Task instructions:
Exactly the lines from the one containing "updated the work" to the final line below should be output, and no others.

[Stored data]

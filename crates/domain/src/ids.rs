//! Parsing of caller-supplied identities.

use common::{ProductId, UserId};

use crate::error::{CommerceError, Result};

/// Resolves a raw user id, failing with `UserInvalid` when malformed.
pub fn parse_user_id(raw: &str) -> Result<UserId> {
    UserId::parse(raw).map_err(|e| CommerceError::UserInvalid(format!("'{raw}': {e}")))
}

/// Resolves a raw product id, failing with `ProductInvalid` when malformed.
pub fn parse_product_id(raw: &str) -> Result<ProductId> {
    ProductId::parse(raw).map_err(|e| CommerceError::ProductInvalid(format!("'{raw}': {e}")))
}
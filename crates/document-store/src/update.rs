use chrono::{DateTime, Utc};
use common::{Address, AddressSlot, CartItem, Order, ProductId, User};

/// A single mutation of a user document.
///
/// A list of updates passed to `DocumentStore::update_user` is applied in
/// order to one document and committed atomically.
#[derive(Debug, Clone, PartialEq)]
pub enum UserUpdate {
    /// Append an item to the cart (`$push usercart`).
    PushCartItem(CartItem),

    /// Remove every cart item with this product id (`$pull usercart`).
    PullCartItems(ProductId),

    /// Replace the cart with an empty one.
    ClearCart,

    /// Append an order to the history (`$push orders`).
    PushOrder(Order),

    /// Overwrite one address slot.
    SetAddress(AddressSlot, Address),

    /// Empty both address slots.
    ClearAddresses,

    /// Set `updated_at`.
    Touch(DateTime<Utc>),
}

impl UserUpdate {
    /// Short name used in logs and metrics labels.
    pub fn kind(&self) -> &'static str {
        match self {
            UserUpdate::PushCartItem(_) => "push_cart_item",
            UserUpdate::PullCartItems(_) => "pull_cart_items",
            UserUpdate::ClearCart => "clear_cart",
            UserUpdate::PushOrder(_) => "push_order",
            UserUpdate::SetAddress(..) => "set_address",
            UserUpdate::ClearAddresses => "clear_addresses",
            UserUpdate::Touch(_) => "touch",
        }
    }

    /// Applies the update to a document in place.
    pub fn apply(&self, user: &mut User) {
        match self {
            UserUpdate::PushCartItem(item) => user.cart.push(item.clone()),
            UserUpdate::PullCartItems(product_id) => {
                user.cart.retain(|item| item.product_id != *product_id)
            }
            UserUpdate::ClearCart => user.cart.clear(),
            UserUpdate::PushOrder(order) => user.orders.push(order.clone()),
            UserUpdate::SetAddress(slot, address) => user.addresses.set(*slot, address.clone()),
            UserUpdate::ClearAddresses => user.addresses.clear(),
            UserUpdate::Touch(at) => user.updated_at = *at,
        }
    }
}

/// Applies a batch of updates in order.
pub fn apply_all(user: &mut User, updates: &[UserUpdate]) {
    for update in updates {
        update.apply(user);
    }
}

/// Error returned when an update batch cannot be applied.
#[derive(Debug, Clone)]
pub struct UpdateValidationError {
    pub message: String,
}

impl std::fmt::Display for UpdateValidationError {
    fn fmt(&self, f: &mut std::fmt::Formatter<'_>) -> std::fmt::Result {
        write!(f, "Update validation error: {}", self.message)
    }
}

impl std::error::Error for UpdateValidationError {}

/// Validates an update batch before it reaches a backend.
pub fn validate_updates(updates: &[UserUpdate]) -> Result<(), UpdateValidationError> {
    if updates.is_empty() {
        return Err(UpdateValidationError {
            message: "Cannot apply an empty update list".to_string(),
        });
    }

    // A slot written twice in one batch is almost certainly a caller bug
    for slot in AddressSlot::ALL {
        let writes = updates
            .iter()
            .filter(|u| matches!(u, UserUpdate::SetAddress(s, _) if *s == slot))
            .count();
        if writes > 1 {
            return Err(UpdateValidationError {
                message: format!("Address slot {slot} set more than once"),
            });
        }
    }

    Ok(())
}
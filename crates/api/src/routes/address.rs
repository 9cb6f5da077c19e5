//! Address book endpoints.

use std::sync::Arc;

use axum::Json;
use axum::extract::rejection::JsonRejection;
use axum::extract::{Query, State};
use common::{Address, AddressId, AddressSlot};
use document_store::DocumentStore;
use domain::parse_user_id;
use serde::{Deserialize, Serialize};

use super::{Params, required};
use crate::AppState;
use crate::error::ApiError;

#[derive(Deserialize)]
pub struct AddressRequest {
    pub house_name: String,
    pub street_name: String,
    pub city_name: String,
    pub pin_code: String,
}

impl From<AddressRequest> for Address {
    fn from(req: AddressRequest) -> Self {
        Address {
            address_id: AddressId::new(),
            house_name: req.house_name,
            street_name: req.street_name,
            city_name: req.city_name,
            pin_code: req.pin_code,
        }
    }
}

#[derive(Serialize)]
pub struct AddressResponse {
    pub message: &'static str,
    #[serde(skip_serializing_if = "Option::is_none")]
    pub slot: Option<AddressSlot>,
    #[serde(skip_serializing_if = "Option::is_none")]
    pub address: Option<Address>,
}

/// POST /addaddress?id= — store an address in the first free slot.
#[tracing::instrument(skip(state, body))]
pub async fn add<S: DocumentStore + Clone + 'static>(
    State(state): State<Arc<AppState<S>>>,
    Query(params): Query<Params>,
    body: Result<Json<AddressRequest>, JsonRejection>,
) -> Result<Json<AddressResponse>, ApiError> {
    let user_id = parse_user_id(required(&params, "id")?)?;
    let Json(req) = body?;

    let (slot, address) = state.addresses.add_address(user_id, req.into()).await?;

    Ok(Json(AddressResponse {
        message: "Successfully added the address",
        slot: Some(slot),
        address: Some(address),
    }))
}

/// PUT /edithomeaddress?id= — replace the home address.
#[tracing::instrument(skip(state, body))]
pub async fn edit_home<S: DocumentStore + Clone + 'static>(
    State(state): State<Arc<AppState<S>>>,
    Query(params): Query<Params>,
    body: Result<Json<AddressRequest>, JsonRejection>,
) -> Result<Json<AddressResponse>, ApiError> {
    let user_id = parse_user_id(required(&params, "id")?)?;
    let Json(req) = body?;

    let address = state.addresses.edit_home_address(user_id, req.into()).await?;

    Ok(Json(AddressResponse {
        message: "Successfully updated the home address",
        slot: Some(AddressSlot::Home),
        address: Some(address),
    }))
}

/// PUT /editworkaddress?id= — replace the work address.
#[tracing::instrument(skip(state, body))]
pub async fn edit_work<S: DocumentStore + Clone + 'static>(
    State(state): State<Arc<AppState<S>>>,
    Query(params): Query<Params>,
    body: Result<Json<AddressRequest>, JsonRejection>,
) -> Result<Json<AddressResponse>, ApiError> {
    let user_id = parse_user_id(required(&params, "id")?)?;
    let Json(req) = body?;

    let address = state.addresses.edit_work_address(user_id, req.into()).await?;

    Ok(Json(AddressResponse {
        message: "Successfully updated the work address",
        slot: Some(AddressSlot::Work),
        address: Some(address),
    }))
}

/// GET /deleteaddresses?id= — empty both slots.
#[tracing::instrument(skip(state))]
pub async fn delete_all<S: DocumentStore + Clone + 'static>(
    State(state): State<Arc<AppState<S>>>,
    Query(params): Query<Params>,
) -> Result<Json<AddressResponse>, ApiError> {
    let user_id = parse_user_id(required(&params, "id")?)?;

    state.addresses.delete_addresses(user_id).await?;

    Ok(Json(AddressResponse {
        message: "Successfully deleted all addresses",
        slot: None,
        address: None,
    }))
}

Answer to the exercise:
        message: "Successfully updated the work address",
        slot: Some(AddressSlot::Work),
        address: Some(address),
    }))
}

/// GET /deleteaddresses?id= — empty both slots.
#[tracing::instrument(skip(state))]
pub async fn delete_all<S: DocumentStore + Clone + 'static>(
    State(state): State<Arc<AppState<S>>>,
    Query(params): Query<Params>,
) -> Result<Json<AddressResponse>, ApiError> {
    let user_id = parse_user_id(required(&params, "id")?)?;

    state.addresses.delete_addresses(user_id).await?;

    Ok(Json(AddressResponse {
        message: "Successfully deleted all addresses",
        slot: None,
        address: None,
    }))
}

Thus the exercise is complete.